Internal minor change

jgu222 · Zuul · commit 6baed3e12402 · 2020-07-11T18:14:08.000-07:00
Change-Id: I8071ad82327f23ce7935440160e0afefb3dcaf47
diff --git a/IGC/Compiler/CISACodeGen/EmitVISAPass.cpp b/IGC/Compiler/CISACodeGen/EmitVISAPass.cpp
@@ -15752,98 +15752,84 @@ void EmitPass::emitVectorStore(StoreInst* inst, Value* offset, ConstantInt* immO
 // In addition, if 64bit add is not supported, emitAddPair() will be used to
 // use 32bit add/addc to emulate 64bit add.
 //
-// Note that argument 'AddrVar' in prepareAddressForUniform() is uniform, so is its return var.
-// The argument 'DataVar' in prepareDataForUniform() is uniform, so is its return var.
+// Note that argument 'AddrVar' in prepareAddressForUniform() is uniform, so is
+// its return var. The argument 'DataVar' in prepareDataForUniform() is uniform,
+// so is its return var.
 //
 CVariable* EmitPass::prepareAddressForUniform(
-    CVariable* AddrVar, uint32_t EltBytes, uint32_t NElts, uint32_t ExecSz, e_alignment Align)
+    CVariable* AddrVar, uint32_t EltBytes, uint32_t NElts, uint32_t RequiredNElts, e_alignment Align)
 {
+    // If RequiredNElts == 0,  use next power of 2 of NElts as return var's num of elements.

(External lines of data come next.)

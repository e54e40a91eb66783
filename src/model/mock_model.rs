//! # Mock Completion Model for Testing
//!
//! Provides a `MockCompletionModel` that implements the `CompletionModel` trait
//! so the summarizer can be exercised without making API calls. It can answer
//! with fixed text, fail like a provider error, or stall to trigger timeouts.

use std::sync::Arc;
use std::sync::atomic::{AtomicUsize, Ordering};
use std::time::Duration;

use rig::{
    completion::{
        AssistantContent, CompletionError, CompletionModel, CompletionRequest, CompletionResponse,
    },
    one_or_many::OneOrMany,
};
use tokio::sync::Mutex;

#[derive(Debug, Clone)]
enum Reply {
    Text(String),
    Error(String),
    Stall(Duration),
}

/// A mock completion model for testing purposes.
#[derive(Debug, Clone)]
pub struct MockCompletionModel {
    reply: Arc<Mutex<Reply>>,
    calls: Arc<AtomicUsize>,
}

impl MockCompletionModel {
    /// Creates a new mock model that answers with empty text.
    pub fn new() -> Self {
        Self {
            reply: Arc::new(Mutex::new(Reply::Text(String::new()))),
            calls: Arc::new(AtomicUsize::new(0)),
        }
    }

    /// Answer every request with `text`.
    pub async fn set_text_response(&self, text: &str) {
        *self.reply.lock().await = Reply::Text(text.to_string());
    }

    /// Fail every request with a provider error.
    pub async fn set_error(&self, message: &str) {
        *self.reply.lock().await = Reply::Error(message.to_string());
    }

    /// Sleep for `delay` before answering with empty text.
    pub async fn set_stall(&self, delay: Duration) {
        *self.reply.lock().await = Reply::Stall(delay);
    }

    /// Number of completion requests received so far.
    pub fn calls(&self) -> usize {
        self.calls.load(Ordering::SeqCst)
    }
}

impl Default for MockCompletionModel {
    fn default() -> Self {
        Self::new()
    }
}

impl CompletionModel for MockCompletionModel {
    type Response = String;

    async fn completion(
        &self,
        _completion_request: CompletionRequest,
    ) -> Result<CompletionResponse<Self::Response>, CompletionError> {
        self.calls.fetch_add(1, Ordering::SeqCst);
        let reply = {
            let guard = self.reply.lock().await;
            guard.clone()
        };
        let text = match reply {
            Reply::Text(text) => text,
            Reply::Error(message) => return Err(CompletionError::ProviderError(message)),
            Reply::Stall(delay) => {
                tokio::time::sleep(delay).await;
                String::new()
            }
        };
        Ok(CompletionResponse {
            choice: OneOrMany::one(AssistantContent::text(&text)),
            raw_response: text,
        })
    }
}
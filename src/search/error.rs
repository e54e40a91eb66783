//! # Search Error Types Module
//!
//! Errors raised while asking the web search provider for candidates. The
//! orchestrator never surfaces these to callers: a failed search is treated as
//! "no candidates".

use thiserror::Error;

use crate::error::Error as CrateError;

/// Errors that can occur during web search
#[derive(Debug, Error)]
pub enum SearchError {
    /// HTTP client error
    #[error("HTTP error: {0}")]
    Http(#[from] reqwest::Error),

    /// The provider answered with a non-success status
    #[error("API error: {status_code} - {message}")]
    Api {
        /// HTTP status code
        status_code: u16,
        /// Response body
        message: String,
    },

    /// The provider's response could not be understood
    #[error("Result processing error: {0}")]
    ResultProcessing(String),

    /// Invalid search parameters
    #[error("Invalid search parameters: {0}")]
    InvalidParameters(String),
}

impl From<serde_json::Error> for SearchError {
    fn from(err: serde_json::Error) -> Self {
        SearchError::ResultProcessing(err.to_string())
    }
}

impl From<SearchError> for CrateError {
    fn from(err: SearchError) -> Self {
        match err {
            SearchError::Http(e) => CrateError::Http(e),
            _ => CrateError::Search(err.to_string()),
        }
    }
}
//! # LLM Model Module
//!
//! Builds the completion model used for article summaries. Everything above this
//! module talks to the `rig` `CompletionModel` trait, so tests can swap in
//! [`mock_model::MockCompletionModel`].

use rig::providers::gemini;

pub mod mock_model;

/// Create a Gemini completion model for the given key and model name
pub fn gemini_completion_model(api_key: &str, model: &str) -> gemini::completion::CompletionModel {
    let gemini_client = gemini::Client::new(api_key);
    gemini_client.completion_model(model)
}
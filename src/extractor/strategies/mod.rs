//! The four extraction strategies, in the order the pipeline tries them

mod article;
mod boilerplate;
mod markup;
mod readability;

pub use article::ArticleStrategy;
pub use boilerplate::BoilerplateStrategy;
pub use markup::MarkupStrategy;
pub use readability::ReadabilityStrategy;

use crate::extractor::strategy::ExtractionStrategy;

/// The default fallback chain: article, boilerplate, readability, markup
pub fn default_chain() -> Vec<Box<dyn ExtractionStrategy>> {
    vec![
        Box::new(ArticleStrategy),
        Box::new(BoilerplateStrategy),
        Box::new(ReadabilityStrategy),
        Box::new(MarkupStrategy),
    ]
}
//! One-shot analysis for scripts: `xsentiment --text "..."`.

use std::io::Write;

use crate::backend::{InputMode, SentimentApi};
use crate::controller::SubmissionController;
use crate::error::{Error, Result};
use crate::view::ResultView;

const BAR_WIDTH: usize = 30;

/// Analyze `value` once. The report goes to `out`, recovery hints to `diag`.
pub async fn run(
    api: &dyn SentimentApi,
    mode: InputMode,
    value: &str,
    out: &mut impl Write,
    diag: &mut impl Write,
) -> Result<()> {
    let mut controller = SubmissionController::new();
    controller.set_mode(mode);
    match mode {
        InputMode::Url => controller.update_url(value),
        InputMode::Text => controller.update_text(value),
    }

    let pending = controller.submit().map_err(|e| Error::Analysis(e.to_string()))?;
    let outcome = api.analyze(&pending.request).await;
    controller.resolve(pending.id, outcome);

    let state = controller.state();
    if let Some(message) = &state.error_message {
        if state.mode != mode {
            writeln!(diag, "hint: retry with --text and the tweet's contents")?;
        }
        return Err(Error::Analysis(message.clone()));
    }

    match &state.result {
        Some(result) => write_report(&ResultView::from_result(result), out),
        None => Err(Error::Analysis("empty response".to_string())),
    }
}

pub fn write_report(view: &ResultView, out: &mut impl Write) -> Result<()> {
    writeln!(out, "Analysis Results")?;
    writeln!(out, "{}", view.text)?;

    for section in &view.sections {
        writeln!(out)?;
        writeln!(out, "{}", section.provider.title())?;
        if let Some(label) = section.overall_label() {
            writeln!(out, "  {}", label)?;
        }
        let fractions = section.triple.fractions().unwrap_or([0.0; 3]);
        for ((category, raw), share) in section.triple.slices().iter().zip(fractions.iter()) {
            let filled = (share * BAR_WIDTH as f64).round() as usize;
            writeln!(
                out,
                "  {:<9} {:<width$} {:>6.1}% ({})",
                category.label(),
                "#".repeat(filled.min(BAR_WIDTH)),
                share * 100.0,
                raw,
                width = BAR_WIDTH
            )?;
        }
    }

    if let Some(notice) = &view.notice {
        writeln!(out)?;
        writeln!(out, "{}", notice)?;
    }
    Ok(())
}

#[cfg(test)]
mod tests {
    use super::*;
    use crate::backend::{AnalysisResult, AnalyzeRequest, GeminiSentiment, SentimentTriple};
    use crate::error::ApiError;
    use async_trait::async_trait;

    /// Answers with the stored result, or times out when there is none.
    struct Canned(Option<AnalysisResult>);

    #[async_trait]
    impl SentimentApi for Canned {
        async fn analyze(&self, _request: &AnalyzeRequest) -> std::result::Result<AnalysisResult, ApiError> {
            self.0.clone().ok_or(ApiError::Timeout)
        }
    }

    #[tokio::test]
    async fn test_report_with_notice() {
        let api = Canned(Some(AnalysisResult {
            text: "great product!".to_string(),
            local_sentiment: Some(SentimentTriple::new(80.0, 15.0, 5.0)),
            local_overall_sentiment: Some("Positive".to_string()),
            gemini_sentiment: Some(GeminiSentiment {
                text_sentiment: None,
                error: Some("Gemini model not initialized".to_string()),
            }),
            gemini_overall_sentiment: None,
        }));
        let mut out = Vec::new();

        run(&api, InputMode::Text, "great product!", &mut out, &mut Vec::new()).await.unwrap();

        let text = String::from_utf8(out).unwrap();
        assert!(text.contains("Local Model Sentiment"));
        assert!(text.contains("Overall: Positive"));
        assert!(text.contains("80.0%"));
        assert!(!text.contains("Gemini Model Sentiment"));
        assert!(text.contains("Gemini Analysis Unavailable: Gemini model not initialized"));
    }

    #[tokio::test]
    async fn test_empty_input_fails_validation() {
        let api = Canned(None);
        let mut out = Vec::new();

        let err = run(&api, InputMode::Url, "  ", &mut out, &mut Vec::new()).await.unwrap_err();

        assert_eq!(err.to_string(), "Analysis failed: Please enter a valid tweet URL");
    }

    #[tokio::test]
    async fn test_timeout_prints_hint() {
        let api = Canned(None);
        let mut out = Vec::new();
        let mut diag = Vec::new();

        let err = run(&api, InputMode::Url, "https://x.com/a/status/1", &mut out, &mut diag)
            .await
            .unwrap_err();

        assert!(err.to_string().contains("timed out"));
        assert_eq!(err.exit_code(), 2);
        assert!(out.is_empty());
        assert!(String::from_utf8(diag).unwrap().starts_with("hint:"));
    }
}
#[derive(Debug, Clone, Copy, PartialEq, Eq, Default)]
pub enum Screen {
    #[default]
    Home,
    Analyze,
}

#[derive(Default)]
pub struct UIState {
    pub screen: Screen,
    pub status_message: Option<String>,

    // Tick at which the status message was set
    pub status_set_at: u64,

    // Results panel scroll (lines from top)
    pub results_scroll: u16,

    // Largest useful results_scroll for the current layout
    pub results_scroll_limit: u16,

    // Debug overlay
    pub debug_mode: bool,
}

impl UIState {
    pub fn new() -> Self {
        Self::default()
    }
}
fn draw_debug_overlay(frame: &mut Frame, app: &App, area: Rect) {
    let overlay_width = 40.min(area.width.saturating_sub(8));
    let overlay_height = 10.min(area.height.saturating_sub(4));
    let overlay_area = Rect {
        x: area.x + area.width.saturating_sub(overlay_width + 2),
        y: area.y + 2,
        width: overlay_width,
        height: overlay_height,
    };

    frame.render_widget(Clear, overlay_area);

    let block = Block::default()
        .title(Span::styled(
            " DEBUG ",
            Style::default().fg(Color::Rgb(255, 180, 100)).add_modifier(Modifier::BOLD),
        ))
        .borders(Borders::ALL)
        .border_type(BorderType::Double)
        .border_style(Style::default().fg(CYAN_LIGHT))
        .style(Style::default().bg(Color::Rgb(20, 24, 35)));

    let inner = block.inner(overlay_area);
    frame.render_widget(block, overlay_area);

    let state = app.controller.state();
    let row = |label: &str, value: String| {
        Line::from(vec![
            Span::styled(format!("  {:<10}", label), Style::default().fg(TEXT_MUTED)),
            Span::styled(value, Style::default().fg(CYAN_LIGHT)),
        ])
    };
    let lines = vec![
        row("phase", format!("{:?}", app.controller.phase())),
        row("in-flight", format!("{:?}", app.controller.in_flight())),
        row("mode", format!("{:?}", state.mode)),
        row("url", format!("{} bytes", state.url_value.len())),
        row("text", format!("{} bytes", state.text_value.len())),
        row("tick", app.animation_tick.to_string()),
    ];
    frame.render_widget(Paragraph::new(lines), inner);
}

+    //    otherwise,           user RequiredNElts as return var's num of elements.
+    uint32_t pow2NElts = (uint32_t)PowerOf2Ceil(NElts);
+    uint32_t allocNElts = (RequiredNElts > 0 ? RequiredNElts : pow2NElts);
     IGC_ASSERT(NElts <= 8 && (EltBytes == 4 || EltBytes == 8));
-    if (ExecSz == 1 && AddrVar->IsGRFAligned(Align))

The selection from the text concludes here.